Come suggerisce Jeff Bezos, per comprendere la durabilità del nostro business dovremmo sempre chiederci cosa non cambierà invece di cosa cambierà. La domanda, qui, potrebbe essere: “Tra vent’anni il cliente vorrà ancora un’ampia scelta o accetterà, al contrario, di comprare solo 2.500/3.000 referenze (assortimento discount)?“
Se la risposta è che la scelta sarà sempre determinante, significa che la premessa di business del supermercato rimane valida nel tempo, e che la PL può essere semplicemente usata come strumento a servizio dei clienti di tale modello commerciale per offrire scelta di qualità e competitività (i due elementi cardine della premessa di business). Il suggerimento è, dunque, quello di non concentrarsi necessariamente sulla quota MDD ma piuttosto sull’offrire al cliente ciò che si aspetta dal “modello supermercato“. Riassumendo, l’MDD rappresenta un mezzo, non lo scopo.
Ovviamente, l’avanzare dei discount ha posto sempre maggiore stress sui prezzi delle commodities, che i supermercati sono stati costretti ad abbassare per non creare un gap troppo grande tra i loro prezzi e quelli del formato di convenienza.
Come si comportano Esselunga e Coop e perché differiscono da Selex?
Stabilito che l’MDD è utile al fine di 1) rendere l’assortimento più competitivo per il cliente (vessato da una situazione economica stagnante e dalla recente inflazione), 2) conquistare quote di mercato in merceologie a bassa fidelizzazione verso l’IDM e 3) fidelizzare la clientela con prodotti che meritano, è anche vero che “tappezzare” il punto vendita di MDD senza un criterio grafico idoneo rischia di trasformare i supermercati in monotoni showroom di prodotti a marchio insegna.
Vediamo come si muove Esselunga:
A differenza dei discount che, tendenzialmente, inseriscono solo sul retro del prodotto il marchio insegna, qui il logo “Esselunga” è ben visibile sul fronte del prodotto.
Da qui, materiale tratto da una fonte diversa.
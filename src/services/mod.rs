// src/services/mod.rs
pub mod cache;
pub mod chain;
pub mod db;
pub mod dividends;
pub mod history;
pub mod orchestrator;
pub mod rpc;
pub mod sentiment;
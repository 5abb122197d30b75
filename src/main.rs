use dotenv::dotenv;
use log::{error, info};
use std::net::SocketAddr;
use warp::Filter;

use tao_dividends_api::config::Settings;
use tao_dividends_api::routes;
use tao_dividends_api::state::AppState;

#[tokio::main]
async fn main() {
    dotenv().ok();
    env_logger::init();
    info!("Logger initialized. Starting the application...");

    let settings = Settings::from_env();
    info!("Using PORT: {}", settings.port);

    let (state, worker) = match AppState::build(&settings).await {
        Ok(built) => built,
        Err(e) => {
            error!("Failed to initialize services: {:#}", e);
            std::process::exit(1);
        }
    };

    let addr: SocketAddr = ([0, 0, 0, 0], settings.port).into();
    info!("Will bind to: {}", addr);

    let cors = warp::cors()
        .allow_any_origin()
        .allow_header("content-type")
        .allow_methods(vec!["GET", "POST", "PUT", "DELETE"]);

    let api = routes::routes(state)
        .with(cors)
        .with(warp::log("tao_dividends_api::http"));
    info!("Routes configured successfully with CORS.");

    info!("Starting server on {}", addr);
    warp::serve(api).run(addr).await;

    worker.abort();
}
Nonostante ciò, però, ogni prodotto presenta una grafica caratteristica ed evocativa, tipica della merceologia che rappresenta. Non viene, dunque, utilizzato uno stile standard, indipendente dal tipo di referenza e dalla linea prodotto di competenza. Se togliamo il marchio “Esselunga” dal burro, ad esempio, potrebbe tranquillamente trattarsi di un articolo venduto da un piccolo burrificio delle Alpi. Lo stesso vale per la linea “equilibrio“, dotata di elementi caratterizzanti dedicati al mondo del gluten free.
Anche Coop è passata dai famosi prodotti blu e rossi, tutti graficamente molto simili, ad uno stile che prevede sempre la valorizzazione dell’insegna, dando però risalto alle caratteristiche distintive dei singoli articoli e delle diverse linee.
Le singole linee prodotto si fanno marchio e l’insegna rimane in modo più discreto anche se sempre sul fronte del packaging.
Selex, invece, presenta spesso dei pack con uno stile che, generalmente, si mantiene uniforme saltando da una categoria merceologica all’altra, risultando monotono e meno accattivante. Vediamo alcuni esempi:
Ho visto alcuni articoli Selex con una grafica rinnovata recentemente ma, in un contesto in cui i prodotti MDD aumentano, è importante domandarsi se si stanno valorizzando abbastanza i singoli packaging al fine di non far apparire al consumatore i prodotti a marchio come una versione più cheap di quelli offerti dall’IDM.
Entrando in Esselunga, per molto tempo, ho avuto l’impressione che il prodotto a marchio fosse meno presente che altrove. La verità è semplice: Esselunga li camuffa bene, facendone risaltare le caratteristiche peculiari ed evitando di creare un’omogeneità grafica forzata tra referenze e linee differenti.